A bid by the National Crime Agency to force an alleged cyber hacker to hand over encrypted computer passwords has been thrown out by a judge.

The US is attempting to extradite Lauri Love, 31, on charges of hacking into the US Army, Nasa and US Federal Reserve networks.

The agency (NCA) seized the computers during a raid at Mr Love’s home in Stradishall, Suffolk, in October 2013.

A call to hand over passwords was rejected by a district judge.

Delivering her judgment at London’s Westminster Magistrates’ Court, District Judge Nina Tempia said the NCA should have used the normal police powers rather than a civil action to obtain the information.

“I’m not granting the application because, to obtain the information sought, the correct procedure to use – as the NCA did two-and-a-half years ago – is RIPA (Regulation of Investigatory Powers Act) and the inherent safeguards incorporated thereafter,” she said.

She added the powers of the court should not be used to “circumnavigate” existing laws and the safeguards.


Chris Baraniuk, technology reporter

Law enforcement agencies continue to pursue their latest public enemy number one: encryption.

Very simply, encryption means that data is converted to illegible code that can only be unscrambled when the correct “key” is used.

Often, even tech companies can’t read the data on encrypted devices used by their customers.

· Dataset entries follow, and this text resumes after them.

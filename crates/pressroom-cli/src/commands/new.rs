use std::fs;
use std::path::Path;

use anyhow::{Context, Result, bail};
use colored::Colorize;
use pressroom_config::FileFormat;
use pressroom_core::TableDef;
use pressroom_loader::load_config;
use serde_json::Value;

/// Overrides where the `$schema` of new model files points to.
const SCHEMA_BASE_URL_ENV: &str = "PRESSROOM_SCHEMA_BASE_URL";
const DEFAULT_SCHEMA_BASE_URL: &str =
    "https://raw.githubusercontent.com/pressroom-dev/pressroom/refs/heads/main/schemas";

pub fn cmd_new(name: String, format: Option<FileFormat>) -> Result<()> {
    let config = load_config()?;
    let format = format.unwrap_or_else(|| config.model_format());
    let dir = config.models_dir();
    if !dir.exists() {
        fs::create_dir_all(dir).context("create models directory")?;
    }

    let path = dir.join(format!("{name}.{}", format.extension()));
    if path.exists() {
        bail!("model file already exists: {}", path.display());
    }

    let table = TableDef::new(name, Vec::new());
    let schema_url = schema_url();
    if format.is_yaml() {
        write_yaml(&path, &table, &schema_url)?;
    } else {
        write_json_with_schema(&path, &table, &schema_url)?;
    }

    println!(
        "{} {}",
        "Created model template:".bright_green().bold(),
        path.display().to_string().bright_white()
    );
    Ok(())
}

fn schema_url() -> String {
    let base = std::env::var(SCHEMA_BASE_URL_ENV).ok();
    let base = base.as_deref().unwrap_or(DEFAULT_SCHEMA_BASE_URL);
    format!("{}/model.schema.json", base.trim_end_matches('/'))
}

fn write_json_with_schema(path: &Path, table: &TableDef, schema_url: &str) -> Result<()> {
    let mut value = serde_json::to_value(table).context("serialize table to json")?;
    if let Value::Object(ref mut map) = value {
        map.insert("$schema".to_string(), Value::String(schema_url.to_string()));
    }
    let text = serde_json::to_string_pretty(&value).context("stringify json with schema")?;
    fs::write(path, text).with_context(|| format!("write file: {}", path.display()))?;
    Ok(())
}

fn write_yaml(path: &Path, table: &TableDef, schema_url: &str) -> Result<()> {
    let mut value = serde_yaml::to_value(table).context("serialize table to yaml value")?;
    if let serde_yaml::Value::Mapping(ref mut map) = value {
        map.insert(
            serde_yaml::Value::String("$schema".to_string()),
            serde_yaml::Value::String(schema_url.to_string()),
        );
    }
    let text = serde_yaml::to_string(&value).context("serialize yaml with schema")?;
    fs::write(path, text).with_context(|| format!("write file: {}", path.display()))?;
    Ok(())
}

#[cfg(test)]
mod tests {
    use super::*;
    use crate::commands::test_support::{CwdGuard, write_config};
    use pressroom_config::PressroomConfig;
    use pressroom_loader::parse_model;
    use rstest::rstest;
    use tempfile::tempdir;

    fn config_with(model_format: FileFormat) -> PressroomConfig {
        PressroomConfig {
            model_format,
            ..PressroomConfig::default()
        }
    }

    #[test]
    #[serial_test::serial]
    fn cmd_new_creates_json_with_schema() {
        let tmp = tempdir().unwrap();
        let _guard = CwdGuard::new(tmp.path());
        write_config(&config_with(FileFormat::Json));

        cmd_new("tag".into(), None).unwrap();

        let path = PressroomConfig::default().models_dir().join("tag.json");
        let text = fs::read_to_string(path).unwrap();
        let value: Value = serde_json::from_str(&text).unwrap();
        assert_eq!(value.get("$schema"), Some(&Value::String(schema_url())));
        assert_eq!(value.get("name"), Some(&Value::String("tag".into())));

        let table = parse_model(&text, FileFormat::Json).unwrap();
        assert!(table.columns.is_empty());
    }

    #[rstest]
    #[case(FileFormat::Yaml)]
    #[case(FileFormat::Yml)]
    #[serial_test::serial]
    fn cmd_new_uses_config_yaml_format(#[case] format: FileFormat) {
        let tmp = tempdir().unwrap();
        let _guard = CwdGuard::new(tmp.path());
        write_config(&config_with(format));

        cmd_new("tag".into(), None).unwrap();

        let path = PressroomConfig::default()
            .models_dir()
            .join(format!("tag.{}", format.extension()));
        let text = fs::read_to_string(path).unwrap();
        assert!(text.contains("$schema"));
        let table = parse_model(&text, format).unwrap();
        assert_eq!(table.name, "tag");
    }

    #[test]
    #[serial_test::serial]
    fn explicit_format_wins_over_config() {
        let tmp = tempdir().unwrap();
        let _guard = CwdGuard::new(tmp.path());
        write_config(&config_with(FileFormat::Json));

        cmd_new("tag".into(), Some(FileFormat::Yaml)).unwrap();

        assert!(Path::new("models/tag.yaml").exists());
        assert!(!Path::new("models/tag.json").exists());
    }

    #[test]
    #[serial_test::serial]
    fn cmd_new_refuses_to_overwrite() {
        let tmp = tempdir().unwrap();
        let _guard = CwdGuard::new(tmp.path());
        write_config(&PressroomConfig::default());

        cmd_new("tag".into(), None).unwrap();
        let err = cmd_new("tag".into(), None).unwrap_err();
        assert!(err.to_string().contains("already exists"));
    }

    #[test]
    #[serial_test::serial]
    fn cmd_new_requires_config() {
        let tmp = tempdir().unwrap();
        let _guard = CwdGuard::new(tmp.path());

        let err = cmd_new("tag".into(), None).unwrap_err();
        assert!(err.to_string().contains("pressroom init"));
    }
}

Recently, the FBI sought to compel Apple into helping the bureau gain access to an iPhone used by one of the San Bernardino killers.

Although they had the backing of the US courts, Apple refused – and agents had to find a way into the handset themselves.

In Lauri Love’s case, the UK’s National Crime Agency (NCA) hoped to access computer equipment by forcing Mr Love to give up the key, but this request has not been approved by the district judge.

As journalist David Allen Green noted in a blog, such approval would have allowed the NCA to “sidestep” the Regulation of Investigatory Powers Act.

Privacy campaigners have already praised the decision – but the authorities’ longer battle over encryption technologies is unlikely to end here.

Speaking outside court following the ruling, Mr Love said he was “happy” with the result and accused the NCA of trying to undermine protections safeguarding individuals’ property.

He said: “It is a victory, although it is a more an avoidance of disaster.

“It retains the status quo, which means there has to be safeguards before you force people to undermine their security.”

‘Power grab’

Mr Love is accused of stealing “massive quantities” of sensitive data resulting in millions of dollars of losses and his lawyers say he faces up to 99 years in prison in the US if he is found guilty.

After the raid, no charges were brought in Britain against Love, but the NCA wanted him to hand over his passwords so officers can check the data before all the electronics were returned.

Mr Love’s team says the application, if granted, would be a significant blow to privacy and amounts to a “power grab” by the security services.